**Exercise details:** Each entry must be restated exactly as it appears.

**Given data:**
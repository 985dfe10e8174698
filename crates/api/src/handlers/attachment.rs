//! Handlers for attachments: multipart upload, metadata, download,
//! and soft delete. Bytes go through the file store; only metadata
//! lives in the database.

use axum::body::Bytes;
use axum::extract::{Multipart, Path, Query, State};
use axum::http::{header, HeaderMap, HeaderValue, StatusCode};
use axum::response::IntoResponse;
use axum::Json;
use taskup_core::error::CoreError;
use taskup_core::graph::EntityKind;
use taskup_core::types::DbId;
use taskup_db::models::attachment::{entity_type, Attachment, CreateAttachment};
use taskup_db::repositories::{AttachmentRepo, CascadeOutcome, LifecycleRepo};

use crate::authz::require_access;
use crate::error::{AppError, AppResult};
use crate::middleware::auth::AuthUser;
use crate::response::MessageResponse;
use crate::state::AppState;

fn attachment_not_found(id: DbId) -> AppError {
    AppError::Core(CoreError::NotFound {
        entity: "Attachment",
        id,
    })
}

/// Entity kinds an attachment may reference.
const VALID_ENTITY_TYPES: &[&str] = &[
    entity_type::PROJECT,
    entity_type::TASK,
    entity_type::SCOPE,
    entity_type::RISK,
];

/// POST /api/v1/projects/{id}/attachments -- multipart upload.
///
/// Fields: `file` (required), `entity_type` (optional, defaults to
/// `project`), `entity_id` (optional).
pub async fn upload(
    State(state): State<AppState>,
    user: AuthUser,
    Path(project_id): Path<DbId>,
    mut multipart: Multipart,
) -> AppResult<(StatusCode, Json<Attachment>)> {
    require_access(&state.pool, project_id, user.user_id).await?;

    let mut entity_kind = entity_type::PROJECT.to_string();
    let mut entity_id: Option<DbId> = None;
    let mut file: Option<(String, Option<String>, Bytes)> = None;

    while let Some(field) = multipart
        .next_field()
        .await
        .map_err(|e| AppError::BadRequest(format!("Invalid multipart body: {e}")))?
    {
        match field.name() {
            Some("entity_type") => {
                entity_kind = field
                    .text()
                    .await
                    .map_err(|e| AppError::BadRequest(format!("Invalid entity_type: {e}")))?;
            }
            Some("entity_id") => {
                let text = field
                    .text()
                    .await
                    .map_err(|e| AppError::BadRequest(format!("Invalid entity_id: {e}")))?;
                let id = text
                    .parse()
                    .map_err(|_| AppError::BadRequest("entity_id must be a UUID".into()))?;
                entity_id = Some(id);
            }
            Some("file") => {
                let file_name = field.file_name().unwrap_or("file").to_string();
                let content_type = field.content_type().map(str::to_string);
                let bytes = field
                    .bytes()
                    .await
                    .map_err(|e| AppError::BadRequest(format!("Failed to read file: {e}")))?;
                file = Some((file_name, content_type, bytes));
            }
            _ => {}
        }
    }

    if !VALID_ENTITY_TYPES.contains(&entity_kind.as_str()) {
        return Err(AppError::Core(CoreError::Validation(format!(
            "Unknown attachment entity type: {entity_kind}"
        ))));
    }
    let (file_name, content_type, bytes) =
        file.ok_or_else(|| AppError::BadRequest("Missing file field".into()))?;

    let stored_path = state
        .files
        .store(&file_name, &bytes)
        .await
        .map_err(|e| AppError::InternalError(format!("failed to store file: {e}")))?;

    let attachment = AttachmentRepo::create(
        &state.pool,
        user.user_id,
        &CreateAttachment {
            project_id,
            entity_type: entity_kind,
            entity_id,
            file_name,
            content_type,
            file_size: Some(bytes.len() as i64),
            file_path: stored_path,
        },
    )
    .await?;

    Ok((StatusCode::CREATED, Json(attachment)))
}

/// Optional entity filter on the listing endpoint.
#[derive(Debug, serde::Deserialize)]
pub struct ListQuery {
    pub entity_type: Option<String>,
    pub entity_id: Option<DbId>,
}

/// GET /api/v1/projects/{id}/attachments
///
/// With both `entity_type` and `entity_id` query parameters, only the
/// attachments of that entity are returned.
pub async fn list_by_project(
    State(state): State<AppState>,
    user: AuthUser,
    Path(project_id): Path<DbId>,
    Query(query): Query<ListQuery>,
) -> AppResult<Json<Vec<Attachment>>> {
    require_access(&state.pool, project_id, user.user_id).await?;

    let attachments = match (query.entity_type.as_deref(), query.entity_id) {
        (Some(entity_kind), Some(entity_id)) => {
            AttachmentRepo::list_by_entity(&state.pool, project_id, entity_kind, entity_id).await?
        }
        _ => AttachmentRepo::list_by_project(&state.pool, project_id).await?,
    };
    Ok(Json(attachments))
}

/// GET /api/v1/attachments/{id}
pub async fn get_by_id(
    State(state): State<AppState>,
    user: AuthUser,
    Path(id): Path<DbId>,
) -> AppResult<Json<Attachment>> {
    let attachment = AttachmentRepo::find_by_id(&state.pool, id)
        .await?
        .ok_or_else(|| attachment_not_found(id))?;
    require_access(&state.pool, attachment.project_id, user.user_id).await?;
    Ok(Json(attachment))
}

/// GET /api/v1/attachments/{id}/download -- the stored bytes.
pub async fn download(
    State(state): State<AppState>,
    user: AuthUser,
    Path(id): Path<DbId>,
) -> AppResult<impl IntoResponse> {
    let attachment = AttachmentRepo::find_by_id(&state.pool, id)
        .await?
        .ok_or_else(|| attachment_not_found(id))?;
    require_access(&state.pool, attachment.project_id, user.user_id).await?;

    let bytes = state
        .files
        .read(&attachment.file_path)
        .await
        .map_err(|e| AppError::InternalError(format!("failed to read stored file: {e}")))?;

    let mut headers = HeaderMap::new();
    let content_type = attachment
        .content_type
        .as_deref()
        .unwrap_or("application/octet-stream");
    headers.insert(
        header::CONTENT_TYPE,
        HeaderValue::from_str(content_type)
            .unwrap_or(HeaderValue::from_static("application/octet-stream")),
    );
    let disposition = format!("attachment; filename=\"{}\"", attachment.file_name);
    headers.insert(
        header::CONTENT_DISPOSITION,
        HeaderValue::from_str(&disposition)
            .unwrap_or(HeaderValue::from_static("attachment")),
    );

    Ok((headers, bytes))
}

/// DELETE /api/v1/attachments/{id} -- repeat deletion is a no-op
/// success. The stored file is kept; only the metadata row is marked.
pub async fn delete(
    State(state): State<AppState>,
    user: AuthUser,
    Path(id): Path<DbId>,
) -> AppResult<Json<MessageResponse>> {
    let attachment = AttachmentRepo::find_by_id_include_deleted(&state.pool, id)
        .await?
        .ok_or_else(|| attachment_not_found(id))?;
    require_access(&state.pool, attachment.project_id, user.user_id).await?;

    let outcome = LifecycleRepo::soft_delete_tree(&state.pool, EntityKind::Attachment, id).await?;
    let message = match outcome {
        CascadeOutcome::Deleted => "Attachment deleted successfully",
        CascadeOutcome::AlreadyDeleted => "Attachment already deleted",
        CascadeOutcome::NotFound => return Err(attachment_not_found(id)),
    };
    Ok(Json(MessageResponse::new(message)))
}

**Task answer:**
repository 985dfe10e8174698
filename crates/api/src/handlers/attachment.rs
//! Handlers for attachments: multipart upload, metadata, download,
//! and soft delete. Bytes go through the file store; only metadata
//! lives in the database.

use axum::body::Bytes;
use axum::extract::{Multipart, Path, Query, State};
use axum::http::{header, HeaderMap, HeaderValue, StatusCode};
use axum::response::IntoResponse;
use axum::Json;
use taskup_core::error::CoreError;
use taskup_core::graph::EntityKind;
use taskup_core::types::DbId;
use taskup_db::models::attachment::{entity_type, Attachment, CreateAttachment};
use taskup_db::repositories::{AttachmentRepo, CascadeOutcome, LifecycleRepo};

use crate::authz::require_access;
use crate::error::{AppError, AppResult};
use crate::middleware::auth::AuthUser;
use crate::response::MessageResponse;
use crate::state::AppState;

fn attachment_not_found(id: DbId) -> AppError {
    AppError::Core(CoreError::NotFound {
        entity: "Attachment",
        id,
    })
}

/// Entity kinds an attachment may reference.
const VALID_ENTITY_TYPES: &[&str] = &[
    entity_type::PROJECT,
    entity_type::TASK,
    entity_type::SCOPE,
    entity_type::RISK,
];

/// POST /api/v1/projects/{id}/attachments -- multipart upload.
///
/// Fields: `file` (required), `entity_type` (optional, defaults to
/// `project`), `entity_id` (optional).
pub async fn upload(
    State(state): State<AppState>,
    user: AuthUser,
    Path(project_id): Path<DbId>,
    mut multipart: Multipart,
) -> AppResult<(StatusCode, Json<Attachment>)> {
    require_access(&state.pool, project_id, user.user_id).await?;

    let mut entity_kind = entity_type::PROJECT.to_string();
    let mut entity_id: Option<DbId> = None;
    let mut file: Option<(String, Option<String>, Bytes)> = None;

    while let Some(field) = multipart
        .next_field()
        .await
        .map_err(|e| AppError::BadRequest(format!("Invalid multipart body: {e}")))?
    {
        match field.name() {
            Some("entity_type") => {
                entity_kind = field
                    .text()
                    .await
                    .map_err(|e| AppError::BadRequest(format!("Invalid entity_type: {e}")))?;
            }
            Some("entity_id") => {
                let text = field
                    .text()
                    .await
                    .map_err(|e| AppError::BadRequest(format!("Invalid entity_id: {e}")))?;
                let id = text
                    .parse()
                    .map_err(|_| AppError::BadRequest("entity_id must be a UUID".into()))?;
                entity_id = Some(id);
            }
            Some("file") => {
                let file_name = field.file_name().unwrap_or("file").to_string();
                let content_type = field.content_type().map(str::to_string);
                let bytes = field
                    .bytes()
                    .await
                    .map_err(|e| AppError::BadRequest(format!("Failed to read file: {e}")))?;
                file = Some((file_name, content_type, bytes));
            }
            _ => {}
        }
    }

    if !VALID_ENTITY_TYPES.contains(&entity_kind.as_str()) {
        return Err(AppError::Core(CoreError::Validation(format!(
            "Unknown attachment entity type: {entity_kind}"
        ))));
    }
    let (file_name, content_type, bytes) =
        file.ok_or_else(|| AppError::BadRequest("Missing file field".into()))?;

    let stored_path = state
        .files
        .store(&file_name, &bytes)
        .await
        .map_err(|e| AppError::InternalError(format!("failed to store file: {e}")))?;

    let attachment = AttachmentRepo::create(
        &state.pool,
        user.user_id,
        &CreateAttachment {
            project_id,
            entity_type: entity_kind,
            entity_id,
            file_name,
            content_type,
            file_size: Some(bytes.len() as i64),
            file_path: stored_path,
        },
    )
    .await?;

    Ok((StatusCode::CREATED, Json(attachment)))
}

/// Optional entity filter on the listing endpoint.
#[derive(Debug, serde::Deserialize)]
pub struct ListQuery {
    pub entity_type: Option<String>,
    pub entity_id: Option<DbId>,
}

/// GET /api/v1/projects/{id}/attachments
///
/// With both `entity_type` and `entity_id` query parameters, only the
/// attachments of that entity are returned.
pub async fn list_by_project(
    State(state): State<AppState>,
    user: AuthUser,
    Path(project_id): Path<DbId>,
    Query(query): Query<ListQuery>,
) -> AppResult<Json<Vec<Attachment>>> {
    require_access(&state.pool, project_id, user.user_id).await?;

    let attachments = match (query.entity_type.as_deref(), query.entity_id) {
        (Some(entity_kind), Some(entity_id)) => {
            AttachmentRepo::list_by_entity(&state.pool, project_id, entity_kind, entity_id).await?
        }
        _ => AttachmentRepo::list_by_project(&state.pool, project_id).await?,
    };
    Ok(Json(attachments))
}

/// GET /api/v1/attachments/{id}
pub async fn get_by_id(
    State(state): State<AppState>,
    user: AuthUser,
    Path(id): Path<DbId>,
) -> AppResult<Json<Attachment>> {
    let attachment = AttachmentRepo::find_by_id(&state.pool, id)
        .await?
        .ok_or_else(|| attachment_not_found(id))?;
    require_access(&state.pool, attachment.project_id, user.user_id).await?;
    Ok(Json(attachment))
}

/// GET /api/v1/attachments/{id}/download -- the stored bytes.
pub async fn download(
    State(state): State<AppState>,
    user: AuthUser,
    Path(id): Path<DbId>,
) -> AppResult<impl IntoResponse> {
    let attachment = AttachmentRepo::find_by_id(&state.pool, id)
        .await?
        .ok_or_else(|| attachment_not_found(id))?;
    require_access(&state.pool, attachment.project_id, user.user_id).await?;

    let bytes = state
        .files
        .read(&attachment.file_path)
        .await
        .map_err(|e| AppError::InternalError(format!("failed to read stored file: {e}")))?;

    let mut headers = HeaderMap::new();
    let content_type = attachment
        .content_type
        .as_deref()
        .unwrap_or("application/octet-stream");
    headers.insert(
        header::CONTENT_TYPE,
        HeaderValue::from_str(content_type)
            .unwrap_or(HeaderValue::from_static("application/octet-stream")),
    );
    let disposition = format!("attachment; filename=\"{}\"", attachment.file_name);
    headers.insert(
        header::CONTENT_DISPOSITION,
        HeaderValue::from_str(&disposition)
            .unwrap_or(HeaderValue::from_static("attachment")),
    );

    Ok((headers, bytes))
}

/// DELETE /api/v1/attachments/{id} -- repeat deletion is a no-op
/// success. The stored file is kept; only the metadata row is marked.
pub async fn delete(
    State(state): State<AppState>,
    user: AuthUser,
    Path(id): Path<DbId>,
) -> AppResult<Json<MessageResponse>> {
    let attachment = AttachmentRepo::find_by_id_include_deleted(&state.pool, id)
        .await?
        .ok_or_else(|| attachment_not_found(id))?;
    require_access(&state.pool, attachment.project_id, user.user_id).await?;

    let outcome = LifecycleRepo::soft_delete_tree(&state.pool, EntityKind::Attachment, id).await?;
    let message = match outcome {
        CascadeOutcome::Deleted => "Attachment deleted successfully",
        CascadeOutcome::AlreadyDeleted => "Attachment already deleted",
        CascadeOutcome::NotFound => return Err(attachment_not_found(id)),
    };
    Ok(Json(MessageResponse::new(message)))
}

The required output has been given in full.